The Vatican has abruptly cancelled a controversial stem-cell conference that was set to be attended by the Pope next month.

The Third International Congress on Responsible Stem Cell Research, scheduled for 25–28 April, was to focus on clinical applications of adult and reprogrammed stem cells. But a number of the invited speakers, including Alan Trounson, president of the California Institute for Regenerative Medicine in San Francisco, and keynote speaker George Daley, a stem-cell scientist at Children's Hospital Boston in Massachusetts, are involved in research using human embryonic stem cells, which the Catholic Church considers unethical. The previous two congresses had also included scientists who worked on such cells, without generating much controversy.

Pope Benedict XVI was scheduled to hold an audience at the conference, which has now been cancelled. Credit: KeystoneUSA-ZUMA/Rex Features

Father Scott Borgman, secretary of the Church's Pontifical Academy for Life, one of the conference organizers, says that logistical, organizational and financial factors forced the cancellation, which was announced on 23 March. The academy weighs in on bioethical and theological issues that are relevant to Church teachings.

The Catholic News Agency, an independent news service based in Englewood, Colorado, quoted an unnamed academy member who called the cancellation an “enormous relief to many members of the Pontifical Academy for Life, who felt that the presence on its program of so many speakers, including the keynote speaker, committed to embryonic stem cell research, was a betrayal of the mission of the Academy and a public scandal”.

“I think the only interpretation is that we are being censored. It is very disappointing that they are unwilling to hear the truth,” says Trounson. He had hoped to provide a “balanced perspective” on the potential clinical applications of stem cells, both adult and embryonic. 
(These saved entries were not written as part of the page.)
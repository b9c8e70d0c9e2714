//! Delete commands

use serde::{Deserialize, Serialize};
use validator::Validate;

use crate::entity::RecordId;
use crate::validator::WriteShape;

/// Transient delete command
///
/// `hard_delete` asks for physical removal. When the entity type forbids it,
/// `stop_at_fail` decides between refusing the request and falling back to a
/// soft delete.
#[derive(Debug, Clone, Copy, PartialEq, Eq, Serialize, Deserialize, Validate)]
pub struct DeleteRequest {
    /// Target record; an id naming no record fails the lookup, not validation
    pub id: RecordId,
    /// Physically remove the record
    #[serde(default)]
    pub hard_delete: bool,
    /// Refuse instead of falling back to soft delete
    #[serde(default)]
    pub stop_at_fail: bool,
}

impl DeleteRequest {
    /// Soft delete request for `id`
    pub fn soft(id: RecordId) -> Self {
        Self {
            id,
            hard_delete: false,
            stop_at_fail: false,
        }
    }

    /// Hard delete request for `id`
    pub fn hard(id: RecordId) -> Self {
        Self {
            id,
            hard_delete: true,
            stop_at_fail: false,
        }
    }

    /// Refuse rather than fall back when hard delete is forbidden
    #[must_use]
    pub fn stop_at_fail(mut self) -> Self {
        self.stop_at_fail = true;
        self
    }
}

impl WriteShape for DeleteRequest {}

/// What a successful delete actually did
#[derive(Debug, Clone, Copy, PartialEq, Eq, Serialize)]
#[serde(rename_all = "snake_case")]
pub enum DeleteOutcome {
    /// The `deleted` flag was set
    SoftDeleted,
    /// The record was removed from storage
    HardDeleted,
}

#[cfg(test)]
mod tests {
    use super::*;
    use crate::validator::parse_write;
    use serde_json::json;

    #[test]
    fn test_flags_default_to_false() {
        let request = parse_write::<DeleteRequest>(&json!({"id": 5})).unwrap();
        assert_eq!(request, DeleteRequest::soft(5));
    }

    #[test]
    fn test_builders() {
        let request = DeleteRequest::hard(9).stop_at_fail();
        assert!(request.hard_delete);
        assert!(request.stop_at_fail);
    }

    #[test]
    fn test_any_integer_id_is_accepted() {
        let request = parse_write::<DeleteRequest>(&json!({"id": 0})).unwrap();
        assert_eq!(request, DeleteRequest::soft(0));
    }

    #[test]
    fn test_missing_id_is_rejected() {
        let failure = parse_write::<DeleteRequest>(&json!({"hard_delete": true})).unwrap_err();
        assert_eq!(failure.fields(), vec!["id"]);
    }
}
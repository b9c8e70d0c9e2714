//! Storage collaborator traits
//!
//! A [`Storage`] hands out request-scoped [`Session`]s. Writes staged on a
//! session become visible to that session after [`Session::flush`] and to
//! everyone after [`Session::commit`]. Reads flush first.
//!
//! Traits use RPITIT (Return Position Impl Trait In Traits) rather than
//! `async_trait`.

use std::future::Future;

use super::error::DaoResult;
use crate::entity::{Entity, RecordId};

/// Storage window for listing queries
///
/// # Example
///
/// ```rust,ignore
/// use resource_crud::dao::Pagination;
///
/// let window = Pagination::from_skip(2, 25);
/// assert_eq!(window.offset, 50);
/// assert_eq!(window.limit, 25);
/// ```
#[derive(Debug, Clone, Copy, PartialEq, Eq)]
pub struct Pagination {
    /// Number of records to skip
    pub offset: u64,
    /// Maximum number of records to return
    pub limit: u64,
}

impl Pagination {
    /// Create a window from a raw offset
    #[must_use]
    pub const fn new(offset: u64, limit: u64) -> Self {
        Self { offset, limit }
    }

    /// Window for the first `limit` records
    #[must_use]
    pub const fn first_page(limit: u64) -> Self {
        Self { offset: 0, limit }
    }

    /// Window that skips `skip` whole pages of `limit` records
    #[must_use]
    pub const fn from_skip(skip: u64, limit: u64) -> Self {
        Self {
            offset: skip.saturating_mul(limit),
            limit,
        }
    }
}

impl Default for Pagination {
    fn default() -> Self {
        Self::first_page(25)
    }
}

/// Source of request-scoped sessions for one entity type
pub trait Storage<E: Entity>: Send + Sync + 'static {
    /// Session type handed out per request
    type Session: Session<E>;

    /// Open a new session
    fn session(&self) -> impl Future<Output = DaoResult<Self::Session>> + Send;
}

/// Unit of work over one entity type
///
/// Records are returned in natural order (ascending id).
pub trait Session<E: Entity>: Send {
    /// Point lookup; soft-deleted records are skipped unless `include_deleted`
    fn find(
        &mut self,
        id: RecordId,
        include_deleted: bool,
    ) -> impl Future<Output = DaoResult<Option<E>>> + Send;

    /// Listing, optionally windowed
    fn list(
        &mut self,
        window: Option<Pagination>,
        include_deleted: bool,
    ) -> impl Future<Output = DaoResult<Vec<E>>> + Send;

    /// Number of records
    fn count(&mut self, include_deleted: bool) -> impl Future<Output = DaoResult<u64>> + Send;

    /// Stage an insert; the returned record carries its storage-assigned id
    fn add(&mut self, record: E) -> impl Future<Output = DaoResult<E>> + Send;

    /// Stage an overwrite of an existing record
    fn merge(&mut self, record: E) -> impl Future<Output = DaoResult<E>> + Send;

    /// Stage a physical removal
    fn delete(&mut self, id: RecordId) -> impl Future<Output = DaoResult<()>> + Send;

    /// Push staged writes to storage
    fn flush(&mut self) -> impl Future<Output = DaoResult<()>> + Send;

    /// Make flushed writes durable and visible to other sessions
    fn commit(&mut self) -> impl Future<Output = DaoResult<()>> + Send;

    /// Discard staged and flushed-but-uncommitted writes
    fn rollback(&mut self) -> impl Future<Output = DaoResult<()>> + Send;
}
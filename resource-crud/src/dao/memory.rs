//! In-process storage backend
//!
//! All sessions of one [`MemoryStorage`] share a table of committed rows. A
//! session stages writes until flush, then holds flushed rows in a private
//! overlay that only its own reads see. Commit applies the overlay to the
//! table; rollback, or dropping the session, discards it.

use std::collections::BTreeMap;
use std::fmt;
use std::sync::{Arc, Mutex, MutexGuard};

use super::error::{DaoError, DaoOperation, DaoResult};
use super::session::{Pagination, Session, Storage};
use crate::entity::{Entity, RecordId};

struct Table<E> {
    rows: BTreeMap<RecordId, E>,
    next_id: RecordId,
}

type SharedTable<E> = Arc<Mutex<Table<E>>>;

fn lock<E>(table: &SharedTable<E>) -> DaoResult<MutexGuard<'_, Table<E>>> {
    table
        .lock()
        .map_err(|_| DaoError::database_error(DaoOperation::Session, "memory table lock poisoned"))
}

/// Shared in-memory table for one entity type
pub struct MemoryStorage<E> {
    table: SharedTable<E>,
}

impl<E: Entity> MemoryStorage<E> {
    /// Create an empty table; the first assigned id is 1
    pub fn new() -> Self {
        Self {
            table: Arc::new(Mutex::new(Table {
                rows: BTreeMap::new(),
                next_id: 1,
            })),
        }
    }

    /// Committed row by id, including soft-deleted rows
    pub fn peek(&self, id: RecordId) -> DaoResult<Option<E>> {
        Ok(lock(&self.table)?.rows.get(&id).cloned())
    }

    /// Number of physically present rows
    pub fn len(&self) -> DaoResult<usize> {
        Ok(lock(&self.table)?.rows.len())
    }

    /// Whether no rows are present
    pub fn is_empty(&self) -> DaoResult<bool> {
        Ok(self.len()? == 0)
    }
}

impl<E: Entity> Default for MemoryStorage<E> {
    fn default() -> Self {
        Self::new()
    }
}

impl<E> Clone for MemoryStorage<E> {
    fn clone(&self) -> Self {
        Self {
            table: Arc::clone(&self.table),
        }
    }
}

impl<E> fmt::Debug for MemoryStorage<E> {
    fn fmt(&self, f: &mut fmt::Formatter<'_>) -> fmt::Result {
        f.debug_struct("MemoryStorage").finish_non_exhaustive()
    }
}

impl<E: Entity> Storage<E> for MemoryStorage<E> {
    type Session = MemorySession<E>;

    async fn session(&self) -> DaoResult<MemorySession<E>> {
        Ok(MemorySession {
            table: Arc::clone(&self.table),
            pending: Vec::new(),
            overlay: BTreeMap::new(),
        })
    }
}

enum Pending<E> {
    Write(E),
    Delete(RecordId),
}

/// Session over a [`MemoryStorage`] table
pub struct MemorySession<E> {
    table: SharedTable<E>,
    pending: Vec<Pending<E>>,
    /// Flushed, uncommitted rows; `None` marks a physical removal
    overlay: BTreeMap<RecordId, Option<E>>,
}

impl<E: Entity> MemorySession<E> {
    fn flush_pending(&mut self) {
        for op in self.pending.drain(..) {
            match op {
                Pending::Write(record) => {
                    self.overlay.insert(record.id(), Some(record));
                }
                Pending::Delete(id) => {
                    self.overlay.insert(id, None);
                }
            }
        }
    }

    /// Committed rows with this session's overlay on top, in id order
    fn visible(&self, table: &Table<E>, include_deleted: bool) -> Vec<E> {
        let mut rows: BTreeMap<RecordId, &E> = table.rows.iter().map(|(id, row)| (*id, row)).collect();
        for (id, staged) in &self.overlay {
            match staged {
                Some(row) => {
                    rows.insert(*id, row);
                }
                None => {
                    rows.remove(id);
                }
            }
        }
        rows.into_values()
            .filter(|record| include_deleted || !record.is_deleted())
            .cloned()
            .collect()
    }

    fn discard(&mut self) {
        self.pending.clear();
        self.overlay.clear();
    }
}

impl<E: Entity> Session<E> for MemorySession<E> {
    async fn find(&mut self, id: RecordId, include_deleted: bool) -> DaoResult<Option<E>> {
        self.flush_pending();
        let record = match self.overlay.get(&id) {
            Some(staged) => staged.clone(),
            None => lock(&self.table)?.rows.get(&id).cloned(),
        };
        Ok(record.filter(|record| include_deleted || !record.is_deleted()))
    }

    async fn list(&mut self, window: Option<Pagination>, include_deleted: bool) -> DaoResult<Vec<E>> {
        self.flush_pending();
        let visible = {
            let table = lock(&self.table)?;
            self.visible(&table, include_deleted)
        };
        let records = match window {
            Some(window) => visible
                .into_iter()
                .skip(usize::try_from(window.offset).unwrap_or(usize::MAX))
                .take(usize::try_from(window.limit).unwrap_or(usize::MAX))
                .collect(),
            None => visible,
        };
        Ok(records)
    }

    async fn count(&mut self, include_deleted: bool) -> DaoResult<u64> {
        self.flush_pending();
        let table = lock(&self.table)?;
        Ok(self.visible(&table, include_deleted).len() as u64)
    }

    async fn add(&mut self, mut record: E) -> DaoResult<E> {
        {
            let mut table = lock(&self.table)?;
            record.base_mut().id = table.next_id;
            table.next_id += 1;
        }
        self.pending.push(Pending::Write(record.clone()));
        Ok(record)
    }

    async fn merge(&mut self, record: E) -> DaoResult<E> {
        if record.id() <= 0 {
            return Err(DaoError::not_found(DaoOperation::Update, E::NAME, record.id()));
        }
        self.pending.push(Pending::Write(record.clone()));
        Ok(record)
    }

    async fn delete(&mut self, id: RecordId) -> DaoResult<()> {
        self.pending.push(Pending::Delete(id));
        Ok(())
    }

    async fn flush(&mut self) -> DaoResult<()> {
        self.flush_pending();
        Ok(())
    }

    async fn commit(&mut self) -> DaoResult<()> {
        self.flush_pending();
        if self.overlay.is_empty() {
            return Ok(());
        }
        let mut table = lock(&self.table)?;
        for (id, staged) in std::mem::take(&mut self.overlay) {
            match staged {
                Some(record) => {
                    table.rows.insert(id, record);
                }
                None => {
                    table.rows.remove(&id);
                }
            }
        }
        Ok(())
    }

    async fn rollback(&mut self) -> DaoResult<()> {
        self.discard();
        Ok(())
    }
}

impl<E> Drop for MemorySession<E> {
    fn drop(&mut self) {
        if !self.pending.is_empty() || !self.overlay.is_empty() {
            tracing::debug!(
                staged = self.pending.len() + self.overlay.len(),
                "Discarding uncommitted memory session"
            );
        }
    }
}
Meanwhile, some European scientists, who had called for a boycott because they believed the conference unfairly maligned embryonic stem cell research, cheered its cancellation. 

Mixed messages

Daley says that he took his invitation as an indication that the conference would be open to discussion of all aspects of stem-cell research. “There are many areas of fundamental agreement about stem-cell research, such as the need to prove the safety and effectiveness of stem-cell medicines through legitimate clinical trials before allowing direct marketing to patients,” he adds.

Borgman says that the academy asked speakers to limit their discussions to adult stem cells. However, Daley says he was asked not to make embryonic stem cells the focus of his talk, but he planned to discuss them for historical context.

Christine Mummery, a stem-cell scientist at the Leiden University Medical Center in the Netherlands, called the cancellation “good news”. She and a number of other European scientists declined invitations to the conference and encouraged their colleagues in the United States to follow suit. "The title [Congress on Responsible Stem Cell Research] was what put me off, and I thought this isn't an open discussion at all; this is going to be all about proponents for adult stem cells, and the people working with embryonic stem cells will be the bad guys," she says.

Daley says that although he and other attendees received requests to boycott the conference, “our collective feeling was it was better to engage in discussion rather than avoid it”.

Monsignor Jacques Suaudeau, Officer for Studies at the Pontifical Academy for Life, called the cancellation a “sad event” in an e-mail to Nature, and said that attendees would soon receive an official explanation. “I cannot speak until the letter of explanation is given. All what I can say is that until this Friday, the congress was well on its way and that we thought that the programme, as it was, was worthy.”

The conference was to conclude with a two-hour audience with Pope Benedict XVI.